■ Given data
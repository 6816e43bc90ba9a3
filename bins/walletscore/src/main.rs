//! walletscore — Credit scores for lending-protocol wallets.
//!
//! Reads a JSON export of protocol events, scores every wallet in
//! `[0, 1000]`, and writes a scores CSV plus a distribution chart.

use std::path::PathBuf;

use anyhow::{bail, Context, Result};
use clap::{Args, Parser, Subcommand};
use tracing::info;
use walletscore_core::types::Feature;
use walletscore_pipeline::{Pipeline, PipelineConfig, Strategy};

/// Wallet credit scoring from lending-protocol event logs.
#[derive(Parser, Debug)]
#[command(name = "walletscore", version, about)]
struct Cli {
    /// TOML configuration file (default: ./walletscore.toml when present).
    #[arg(long, global = true)]
    config: Option<PathBuf>,

    /// Log level (trace, debug, info, warn, error). `RUST_LOG` wins when set.
    #[arg(long, global = true)]
    log_level: Option<String>,

    /// Log output format ("text" or "json").
    #[arg(long, global = true)]
    log_format: Option<String>,

    #[command(subcommand)]
    command: Commands,
}

#[derive(Subcommand, Debug)]
enum Commands {
    /// Score every wallet and write the CSV and histogram.
    Score(ScoreArgs),
    /// Write the aggregated feature table with heuristic pseudo-scores.
    Features(FeaturesArgs),
}

#[derive(Args, Debug)]
struct ScoreArgs {
    /// JSON export of protocol events.
    #[arg(short, long)]
    input: Option<PathBuf>,

    /// Scores CSV path.
    #[arg(short, long)]
    output: Option<PathBuf>,

    /// Histogram SVG path.
    #[arg(short, long)]
    plot: Option<PathBuf>,

    /// Scoring strategy ("model" or "baseline").
    #[arg(long)]
    strategy: Option<String>,

    /// Seed for the train/test split and row subsampling.
    #[arg(long)]
    seed: Option<u64>,

    /// Model input columns (comma-separated).
    #[arg(long, value_delimiter = ',')]
    features: Vec<String>,
}

#[derive(Args, Debug)]
struct FeaturesArgs {
    /// JSON export of protocol events.
    #[arg(short, long)]
    input: Option<PathBuf>,

    /// Feature table CSV path.
    #[arg(short, long, default_value = "wallet_features.csv")]
    output: PathBuf,
}

fn parse_strategy(s: &str) -> Result<Strategy> {
    match s {
        "model" => Ok(Strategy::Model),
        "baseline" => Ok(Strategy::Baseline),
        other => bail!("unknown strategy '{other}' (expected 'model' or 'baseline')"),
    }
}

fn parse_feature(s: &str) -> Result<Feature> {
    match Feature::ALL.iter().find(|f| f.name() == s) {
        Some(f) => Ok(*f),
        None => {
            let known: Vec<&str> = Feature::ALL.iter().map(|f| f.name()).collect();
            bail!("unknown feature '{s}' (expected one of: {})", known.join(", "))
        }
    }
}

impl ScoreArgs {
    /// Layer command-line flags over the loaded configuration.
    fn apply(self, config: &mut PipelineConfig) -> Result<()> {
        if let Some(input) = self.input {
            config.input = Some(input);
        }
        if let Some(output) = self.output {
            config.output = output;
        }
        if let Some(plot) = self.plot {
            config.plot = plot;
        }
        if let Some(strategy) = self.strategy {
            config.strategy = parse_strategy(&strategy)?;
        }
        if let Some(seed) = self.seed {
            config.model.seed = seed;
        }
        if !self.features.is_empty() {
            config.model.features = self
                .features
                .iter()
                .map(|s| parse_feature(s))
                .collect::<Result<_>>()?;
            config.model.validate()?;
        }
        Ok(())
    }
}

fn main() -> Result<()> {
    let cli = Cli::parse();

    let mut config =
        PipelineConfig::load(cli.config.as_deref()).context("failed to load configuration")?;
    if let Some(level) = cli.log_level {
        config.log_level = level;
    }
    if let Some(format) = cli.log_format {
        config.log_format = format;
    }
    init_logging(&config.log_level, &config.log_format);

    match cli.command {
        Commands::Score(args) => score(args, config),
        Commands::Features(args) => features(args, config),
    }
}

fn score(args: ScoreArgs, mut config: PipelineConfig) -> Result<()> {
    args.apply(&mut config)?;
    let input = match &config.input {
        Some(p) => p.clone(),
        None => bail!("no input file: pass --input or set `input` in the configuration"),
    };

    let summary = Pipeline::new(config)
        .run()
        .with_context(|| format!("failed to score {}", input.display()))?;

    info!(
        events = summary.events,
        wallets = summary.wallets,
        scores = %summary.scores_path.display(),
        plot = %summary.plot_path.display(),
        "scoring complete"
    );
    if let Some(report) = summary.report {
        println!(
            "Model fit: train R2 {:.4} (n={}), test R2 {:.4} MAE {:.2} RMSE {:.2} (n={})",
            report.train.r2,
            report.n_train,
            report.test.r2,
            report.test.mae,
            report.test.rmse,
            report.n_test
        );
    }
    println!("Scored {} wallets", summary.wallets);
    println!("Credit scores saved to {}", summary.scores_path.display());
    println!("Score distribution plot saved to {}", summary.plot_path.display());
    Ok(())
}

fn features(args: FeaturesArgs, mut config: PipelineConfig) -> Result<()> {
    if let Some(input) = args.input {
        config.input = Some(input);
    }
    let pipeline = Pipeline::new(config);
    let wallets = pipeline
        .export_features(&args.output)
        .with_context(|| format!("failed to write {}", args.output.display()))?;

    info!(wallets, path = %args.output.display(), "feature table written");
    println!("Feature table for {wallets} wallets saved to {}", args.output.display());
    Ok(())
}

/// Initialize the tracing subscriber with the given level and format.
///
/// `RUST_LOG` overrides `level_str` when set.
fn init_logging(level_str: &str, format: &str) {
    use tracing_subscriber::filter::EnvFilter;
    use tracing_subscriber::fmt;
    use tracing_subscriber::prelude::*;

    let filter = EnvFilter::try_from_default_env().unwrap_or_else(|_| EnvFilter::new(level_str));

    if format == "json" {
        tracing_subscriber::registry()
            .with(filter)
            .with(fmt::layer().json())
            .init();
    } else {
        tracing_subscriber::registry()
            .with(filter)
            .with(fmt::layer().with_target(true).with_level(true))
            .init();
    }
}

■ Instructions for the task
Without leaving out a single line, retype the material above exactly.

■ Answer box
repository 6816e43bc90ba9a3
filename bins/walletscore/src/main.rs
//! walletscore — Credit scores for lending-protocol wallets.
//!
//! Reads a JSON export of protocol events, scores every wallet in
//! `[0, 1000]`, and writes a scores CSV plus a distribution chart.

use std::path::PathBuf;

use anyhow::{bail, Context, Result};
use clap::{Args, Parser, Subcommand};
use tracing::info;
use walletscore_core::types::Feature;
use walletscore_pipeline::{Pipeline, PipelineConfig, Strategy};

/// Wallet credit scoring from lending-protocol event logs.
#[derive(Parser, Debug)]
#[command(name = "walletscore", version, about)]
struct Cli {
    /// TOML configuration file (default: ./walletscore.toml when present).
    #[arg(long, global = true)]
    config: Option<PathBuf>,

    /// Log level (trace, debug, info, warn, error). `RUST_LOG` wins when set.
    #[arg(long, global = true)]
    log_level: Option<String>,

    /// Log output format ("text" or "json").
    #[arg(long, global = true)]
    log_format: Option<String>,

    #[command(subcommand)]
    command: Commands,
}

#[derive(Subcommand, Debug)]
enum Commands {
    /// Score every wallet and write the CSV and histogram.
    Score(ScoreArgs),
    /// Write the aggregated feature table with heuristic pseudo-scores.
    Features(FeaturesArgs),
}

#[derive(Args, Debug)]
struct ScoreArgs {
    /// JSON export of protocol events.
    #[arg(short, long)]
    input: Option<PathBuf>,

    /// Scores CSV path.
    #[arg(short, long)]
    output: Option<PathBuf>,

    /// Histogram SVG path.
    #[arg(short, long)]
    plot: Option<PathBuf>,

    /// Scoring strategy ("model" or "baseline").
    #[arg(long)]
    strategy: Option<String>,

    /// Seed for the train/test split and row subsampling.
    #[arg(long)]
    seed: Option<u64>,

    /// Model input columns (comma-separated).
    #[arg(long, value_delimiter = ',')]
    features: Vec<String>,
}

#[derive(Args, Debug)]
struct FeaturesArgs {
    /// JSON export of protocol events.
    #[arg(short, long)]
    input: Option<PathBuf>,

    /// Feature table CSV path.
    #[arg(short, long, default_value = "wallet_features.csv")]
    output: PathBuf,
}

fn parse_strategy(s: &str) -> Result<Strategy> {
    match s {
        "model" => Ok(Strategy::Model),
        "baseline" => Ok(Strategy::Baseline),
        other => bail!("unknown strategy '{other}' (expected 'model' or 'baseline')"),
    }
}

fn parse_feature(s: &str) -> Result<Feature> {
    match Feature::ALL.iter().find(|f| f.name() == s) {
        Some(f) => Ok(*f),
        None => {
            let known: Vec<&str> = Feature::ALL.iter().map(|f| f.name()).collect();
            bail!("unknown feature '{s}' (expected one of: {})", known.join(", "))
        }
    }
}

impl ScoreArgs {
    /// Layer command-line flags over the loaded configuration.
    fn apply(self, config: &mut PipelineConfig) -> Result<()> {
        if let Some(input) = self.input {
            config.input = Some(input);
        }
        if let Some(output) = self.output {
            config.output = output;
        }
        if let Some(plot) = self.plot {
            config.plot = plot;
        }
        if let Some(strategy) = self.strategy {
            config.strategy = parse_strategy(&strategy)?;
        }
        if let Some(seed) = self.seed {
            config.model.seed = seed;
        }
        if !self.features.is_empty() {
            config.model.features = self
                .features
                .iter()
                .map(|s| parse_feature(s))
                .collect::<Result<_>>()?;
            config.model.validate()?;
        }
        Ok(())
    }
}

fn main() -> Result<()> {
    let cli = Cli::parse();

    let mut config =
        PipelineConfig::load(cli.config.as_deref()).context("failed to load configuration")?;
    if let Some(level) = cli.log_level {
        config.log_level = level;
    }
    if let Some(format) = cli.log_format {
        config.log_format = format;
    }
    init_logging(&config.log_level, &config.log_format);

    match cli.command {
        Commands::Score(args) => score(args, config),
        Commands::Features(args) => features(args, config),
    }
}

fn score(args: ScoreArgs, mut config: PipelineConfig) -> Result<()> {
    args.apply(&mut config)?;
    let input = match &config.input {
        Some(p) => p.clone(),
        None => bail!("no input file: pass --input or set `input` in the configuration"),
    };

    let summary = Pipeline::new(config)
        .run()
        .with_context(|| format!("failed to score {}", input.display()))?;

    info!(
        events = summary.events,
        wallets = summary.wallets,
        scores = %summary.scores_path.display(),
        plot = %summary.plot_path.display(),
        "scoring complete"
    );
    if let Some(report) = summary.report {
        println!(
            "Model fit: train R2 {:.4} (n={}), test R2 {:.4} MAE {:.2} RMSE {:.2} (n={})",
            report.train.r2,
            report.n_train,
            report.test.r2,
            report.test.mae,
            report.test.rmse,
            report.n_test
        );
    }
    println!("Scored {} wallets", summary.wallets);
    println!("Credit scores saved to {}", summary.scores_path.display());
    println!("Score distribution plot saved to {}", summary.plot_path.display());
    Ok(())
}

fn features(args: FeaturesArgs, mut config: PipelineConfig) -> Result<()> {
    if let Some(input) = args.input {
        config.input = Some(input);
    }
    let pipeline = Pipeline::new(config);
    let wallets = pipeline
        .export_features(&args.output)
        .with_context(|| format!("failed to write {}", args.output.display()))?;

    info!(wallets, path = %args.output.display(), "feature table written");
    println!("Feature table for {wallets} wallets saved to {}", args.output.display());
    Ok(())
}

/// Initialize the tracing subscriber with the given level and format.
///
/// `RUST_LOG` overrides `level_str` when set.
fn init_logging(level_str: &str, format: &str) {
    use tracing_subscriber::filter::EnvFilter;
    use tracing_subscriber::fmt;
    use tracing_subscriber::prelude::*;

    let filter = EnvFilter::try_from_default_env().unwrap_or_else(|_| EnvFilter::new(level_str));

    if format == "json" {
        tracing_subscriber::registry()
            .with(filter)
            .with(fmt::layer().json())
            .init();
    } else {
        tracing_subscriber::registry()
            .with(filter)
            .with(fmt::layer().with_target(true).with_level(true))
            .init();
    }
}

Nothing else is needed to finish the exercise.